PROVIDED DATA →
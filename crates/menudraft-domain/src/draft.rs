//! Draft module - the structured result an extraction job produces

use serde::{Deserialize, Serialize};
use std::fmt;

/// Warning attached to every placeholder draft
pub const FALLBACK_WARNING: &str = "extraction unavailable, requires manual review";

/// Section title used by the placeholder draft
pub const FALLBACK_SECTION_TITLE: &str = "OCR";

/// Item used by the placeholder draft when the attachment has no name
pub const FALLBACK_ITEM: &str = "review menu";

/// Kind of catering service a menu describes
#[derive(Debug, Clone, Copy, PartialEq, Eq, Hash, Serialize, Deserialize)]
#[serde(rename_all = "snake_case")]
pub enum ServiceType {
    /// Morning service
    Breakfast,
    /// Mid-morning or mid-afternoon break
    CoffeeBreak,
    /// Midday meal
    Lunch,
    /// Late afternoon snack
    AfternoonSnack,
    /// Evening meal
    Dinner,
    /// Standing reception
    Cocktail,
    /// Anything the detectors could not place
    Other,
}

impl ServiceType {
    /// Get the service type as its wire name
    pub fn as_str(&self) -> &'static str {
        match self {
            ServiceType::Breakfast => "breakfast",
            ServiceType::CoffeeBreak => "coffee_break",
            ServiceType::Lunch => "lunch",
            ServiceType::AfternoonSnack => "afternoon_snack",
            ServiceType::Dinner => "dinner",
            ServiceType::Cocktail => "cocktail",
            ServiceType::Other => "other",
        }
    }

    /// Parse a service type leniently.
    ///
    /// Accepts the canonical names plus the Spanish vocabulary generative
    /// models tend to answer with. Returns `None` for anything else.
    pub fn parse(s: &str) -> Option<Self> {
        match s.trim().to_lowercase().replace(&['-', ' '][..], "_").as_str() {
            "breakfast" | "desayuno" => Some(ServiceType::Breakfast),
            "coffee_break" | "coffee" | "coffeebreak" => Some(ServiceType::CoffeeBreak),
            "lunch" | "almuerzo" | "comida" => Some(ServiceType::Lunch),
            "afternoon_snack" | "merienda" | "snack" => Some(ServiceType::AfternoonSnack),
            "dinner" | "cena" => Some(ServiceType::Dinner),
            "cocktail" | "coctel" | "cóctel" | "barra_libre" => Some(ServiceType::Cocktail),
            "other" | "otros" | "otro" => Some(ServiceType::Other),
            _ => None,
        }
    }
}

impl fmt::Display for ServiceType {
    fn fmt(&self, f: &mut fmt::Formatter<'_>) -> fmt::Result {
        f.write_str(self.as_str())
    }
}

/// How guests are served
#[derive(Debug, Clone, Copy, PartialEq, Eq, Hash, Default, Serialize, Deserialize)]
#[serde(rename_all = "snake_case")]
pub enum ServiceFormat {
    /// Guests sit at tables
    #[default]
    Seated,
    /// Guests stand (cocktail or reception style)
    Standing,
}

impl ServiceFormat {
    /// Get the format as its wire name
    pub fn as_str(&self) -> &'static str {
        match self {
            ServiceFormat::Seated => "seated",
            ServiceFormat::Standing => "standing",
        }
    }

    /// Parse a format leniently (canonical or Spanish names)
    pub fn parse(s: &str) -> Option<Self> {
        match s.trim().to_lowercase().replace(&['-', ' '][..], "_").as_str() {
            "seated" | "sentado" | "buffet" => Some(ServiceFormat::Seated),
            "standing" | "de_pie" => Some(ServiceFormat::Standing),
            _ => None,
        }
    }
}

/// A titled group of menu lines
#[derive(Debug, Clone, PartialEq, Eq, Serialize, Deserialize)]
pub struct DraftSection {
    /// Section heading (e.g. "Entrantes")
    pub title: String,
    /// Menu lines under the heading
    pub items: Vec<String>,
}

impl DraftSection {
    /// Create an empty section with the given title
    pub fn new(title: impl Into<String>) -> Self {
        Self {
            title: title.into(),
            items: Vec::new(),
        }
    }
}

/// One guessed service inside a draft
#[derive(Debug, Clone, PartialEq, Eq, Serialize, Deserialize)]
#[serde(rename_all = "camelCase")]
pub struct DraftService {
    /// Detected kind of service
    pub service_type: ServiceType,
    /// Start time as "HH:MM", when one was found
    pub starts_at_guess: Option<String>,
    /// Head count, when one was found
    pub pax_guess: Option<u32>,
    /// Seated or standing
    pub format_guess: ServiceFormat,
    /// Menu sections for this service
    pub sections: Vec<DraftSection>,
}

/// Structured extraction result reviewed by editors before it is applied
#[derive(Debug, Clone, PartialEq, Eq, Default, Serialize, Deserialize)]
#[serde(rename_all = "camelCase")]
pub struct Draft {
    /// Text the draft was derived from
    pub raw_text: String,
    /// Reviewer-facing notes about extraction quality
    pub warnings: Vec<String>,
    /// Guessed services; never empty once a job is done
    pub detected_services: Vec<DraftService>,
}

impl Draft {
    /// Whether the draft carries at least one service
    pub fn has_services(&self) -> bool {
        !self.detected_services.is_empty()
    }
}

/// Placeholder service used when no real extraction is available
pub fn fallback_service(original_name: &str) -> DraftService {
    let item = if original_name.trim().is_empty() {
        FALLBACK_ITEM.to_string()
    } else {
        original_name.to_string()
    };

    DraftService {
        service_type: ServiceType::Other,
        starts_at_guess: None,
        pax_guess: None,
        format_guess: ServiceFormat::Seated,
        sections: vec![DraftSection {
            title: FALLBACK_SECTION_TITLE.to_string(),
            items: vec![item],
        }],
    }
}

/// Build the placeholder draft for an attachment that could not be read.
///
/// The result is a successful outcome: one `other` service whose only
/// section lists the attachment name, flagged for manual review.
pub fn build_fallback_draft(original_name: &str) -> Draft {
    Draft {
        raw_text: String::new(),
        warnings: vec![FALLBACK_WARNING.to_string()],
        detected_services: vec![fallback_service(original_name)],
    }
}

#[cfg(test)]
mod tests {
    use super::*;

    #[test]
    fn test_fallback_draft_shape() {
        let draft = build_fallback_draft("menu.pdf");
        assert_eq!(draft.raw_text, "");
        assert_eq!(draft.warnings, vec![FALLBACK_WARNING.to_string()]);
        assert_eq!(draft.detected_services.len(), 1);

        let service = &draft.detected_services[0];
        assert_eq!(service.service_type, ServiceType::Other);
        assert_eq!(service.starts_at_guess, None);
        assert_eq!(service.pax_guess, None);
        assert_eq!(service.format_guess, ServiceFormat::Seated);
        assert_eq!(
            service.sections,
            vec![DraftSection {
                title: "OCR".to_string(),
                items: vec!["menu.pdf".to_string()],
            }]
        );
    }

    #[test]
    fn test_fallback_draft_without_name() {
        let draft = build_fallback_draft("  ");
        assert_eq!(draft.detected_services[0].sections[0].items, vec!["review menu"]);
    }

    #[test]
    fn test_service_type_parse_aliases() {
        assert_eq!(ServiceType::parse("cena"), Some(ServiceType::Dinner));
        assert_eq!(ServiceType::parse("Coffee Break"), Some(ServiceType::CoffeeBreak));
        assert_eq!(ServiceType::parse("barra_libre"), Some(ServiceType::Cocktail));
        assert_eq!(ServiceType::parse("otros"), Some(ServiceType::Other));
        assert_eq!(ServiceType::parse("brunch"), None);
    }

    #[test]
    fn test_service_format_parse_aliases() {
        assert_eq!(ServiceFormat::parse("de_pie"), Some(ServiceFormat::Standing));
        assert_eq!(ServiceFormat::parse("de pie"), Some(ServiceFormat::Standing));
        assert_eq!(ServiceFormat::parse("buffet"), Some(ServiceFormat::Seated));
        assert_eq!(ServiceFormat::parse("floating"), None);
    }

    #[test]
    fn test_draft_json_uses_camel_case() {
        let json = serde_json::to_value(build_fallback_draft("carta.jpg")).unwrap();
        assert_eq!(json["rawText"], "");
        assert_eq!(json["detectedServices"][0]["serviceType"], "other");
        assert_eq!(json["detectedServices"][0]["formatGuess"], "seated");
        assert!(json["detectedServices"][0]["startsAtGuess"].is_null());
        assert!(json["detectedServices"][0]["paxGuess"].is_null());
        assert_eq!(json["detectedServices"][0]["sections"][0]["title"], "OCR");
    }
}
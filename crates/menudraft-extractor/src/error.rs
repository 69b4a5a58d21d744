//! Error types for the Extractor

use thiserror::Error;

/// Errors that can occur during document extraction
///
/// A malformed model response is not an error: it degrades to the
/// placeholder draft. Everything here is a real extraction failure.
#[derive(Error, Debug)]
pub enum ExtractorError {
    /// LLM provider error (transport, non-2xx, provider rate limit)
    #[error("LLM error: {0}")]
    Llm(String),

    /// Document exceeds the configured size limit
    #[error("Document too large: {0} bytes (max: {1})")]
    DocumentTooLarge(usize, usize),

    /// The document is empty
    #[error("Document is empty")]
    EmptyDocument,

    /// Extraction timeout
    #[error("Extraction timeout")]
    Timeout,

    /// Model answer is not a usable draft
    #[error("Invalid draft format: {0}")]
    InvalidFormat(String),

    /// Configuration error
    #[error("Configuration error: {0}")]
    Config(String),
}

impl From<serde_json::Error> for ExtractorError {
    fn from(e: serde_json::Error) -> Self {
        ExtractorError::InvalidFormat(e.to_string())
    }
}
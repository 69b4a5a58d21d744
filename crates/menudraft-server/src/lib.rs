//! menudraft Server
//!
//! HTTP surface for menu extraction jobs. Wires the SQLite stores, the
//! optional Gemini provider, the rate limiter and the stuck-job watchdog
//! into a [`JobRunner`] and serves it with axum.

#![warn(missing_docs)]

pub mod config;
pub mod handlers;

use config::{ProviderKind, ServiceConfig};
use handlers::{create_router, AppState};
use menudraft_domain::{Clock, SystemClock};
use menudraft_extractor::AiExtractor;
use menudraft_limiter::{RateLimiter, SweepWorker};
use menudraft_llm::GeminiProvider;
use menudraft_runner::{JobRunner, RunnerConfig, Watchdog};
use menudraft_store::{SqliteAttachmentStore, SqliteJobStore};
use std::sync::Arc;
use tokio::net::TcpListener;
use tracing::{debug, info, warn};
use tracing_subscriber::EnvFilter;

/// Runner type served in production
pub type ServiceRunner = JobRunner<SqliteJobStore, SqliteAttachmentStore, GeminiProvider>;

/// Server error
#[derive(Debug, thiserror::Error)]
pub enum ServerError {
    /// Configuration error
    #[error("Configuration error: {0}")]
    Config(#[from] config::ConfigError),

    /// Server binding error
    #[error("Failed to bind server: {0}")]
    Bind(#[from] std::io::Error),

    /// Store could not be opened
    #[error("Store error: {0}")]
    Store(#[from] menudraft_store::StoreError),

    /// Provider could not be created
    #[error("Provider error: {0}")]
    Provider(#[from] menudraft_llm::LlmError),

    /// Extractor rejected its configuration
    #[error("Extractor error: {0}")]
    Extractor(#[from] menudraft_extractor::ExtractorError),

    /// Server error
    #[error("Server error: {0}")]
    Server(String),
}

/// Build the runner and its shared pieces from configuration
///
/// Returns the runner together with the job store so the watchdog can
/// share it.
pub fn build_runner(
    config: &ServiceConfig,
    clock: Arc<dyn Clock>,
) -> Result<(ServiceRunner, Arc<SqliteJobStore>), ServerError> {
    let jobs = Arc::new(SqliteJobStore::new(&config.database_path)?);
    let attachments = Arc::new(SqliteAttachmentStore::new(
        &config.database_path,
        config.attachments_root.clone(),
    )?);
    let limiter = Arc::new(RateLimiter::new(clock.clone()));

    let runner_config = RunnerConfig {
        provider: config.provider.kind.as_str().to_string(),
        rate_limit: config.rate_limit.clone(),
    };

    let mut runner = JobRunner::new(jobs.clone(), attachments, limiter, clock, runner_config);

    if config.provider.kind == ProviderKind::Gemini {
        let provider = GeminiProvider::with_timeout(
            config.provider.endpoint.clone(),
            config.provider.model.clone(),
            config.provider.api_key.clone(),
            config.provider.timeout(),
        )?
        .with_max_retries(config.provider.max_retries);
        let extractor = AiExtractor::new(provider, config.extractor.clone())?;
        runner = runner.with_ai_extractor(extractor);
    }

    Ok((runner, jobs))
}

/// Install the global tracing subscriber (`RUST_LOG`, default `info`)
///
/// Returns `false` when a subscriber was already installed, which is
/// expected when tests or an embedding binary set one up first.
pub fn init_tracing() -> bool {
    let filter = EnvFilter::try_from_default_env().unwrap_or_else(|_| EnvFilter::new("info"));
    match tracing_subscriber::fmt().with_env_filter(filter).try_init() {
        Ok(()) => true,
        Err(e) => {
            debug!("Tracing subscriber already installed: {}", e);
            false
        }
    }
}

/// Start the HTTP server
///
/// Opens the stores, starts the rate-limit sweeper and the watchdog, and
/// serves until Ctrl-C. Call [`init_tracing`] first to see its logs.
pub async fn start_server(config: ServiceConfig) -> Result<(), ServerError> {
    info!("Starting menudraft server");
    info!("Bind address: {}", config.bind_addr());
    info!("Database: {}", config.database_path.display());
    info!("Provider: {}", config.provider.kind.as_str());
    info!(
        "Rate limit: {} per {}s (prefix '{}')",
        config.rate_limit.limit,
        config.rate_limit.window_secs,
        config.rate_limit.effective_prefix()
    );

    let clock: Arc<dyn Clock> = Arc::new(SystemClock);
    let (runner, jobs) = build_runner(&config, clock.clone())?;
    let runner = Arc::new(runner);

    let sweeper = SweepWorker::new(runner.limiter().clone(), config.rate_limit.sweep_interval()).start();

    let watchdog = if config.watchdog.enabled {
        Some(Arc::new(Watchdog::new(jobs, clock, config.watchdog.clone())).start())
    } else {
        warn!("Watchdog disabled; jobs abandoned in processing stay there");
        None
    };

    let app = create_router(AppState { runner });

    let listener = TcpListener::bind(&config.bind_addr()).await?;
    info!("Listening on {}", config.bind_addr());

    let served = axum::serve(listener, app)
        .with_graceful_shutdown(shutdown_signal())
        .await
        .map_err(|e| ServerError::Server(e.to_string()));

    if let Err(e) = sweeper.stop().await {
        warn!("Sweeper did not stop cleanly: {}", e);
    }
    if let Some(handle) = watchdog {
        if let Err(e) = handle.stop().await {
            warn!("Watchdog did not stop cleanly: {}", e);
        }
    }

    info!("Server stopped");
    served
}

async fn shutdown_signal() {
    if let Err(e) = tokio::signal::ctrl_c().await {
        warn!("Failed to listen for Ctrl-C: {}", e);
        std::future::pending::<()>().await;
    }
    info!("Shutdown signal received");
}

DESCRIPTION OF THE TASK →
Supply only the number of lines above in which "Copy" occurs.

RESULT →
2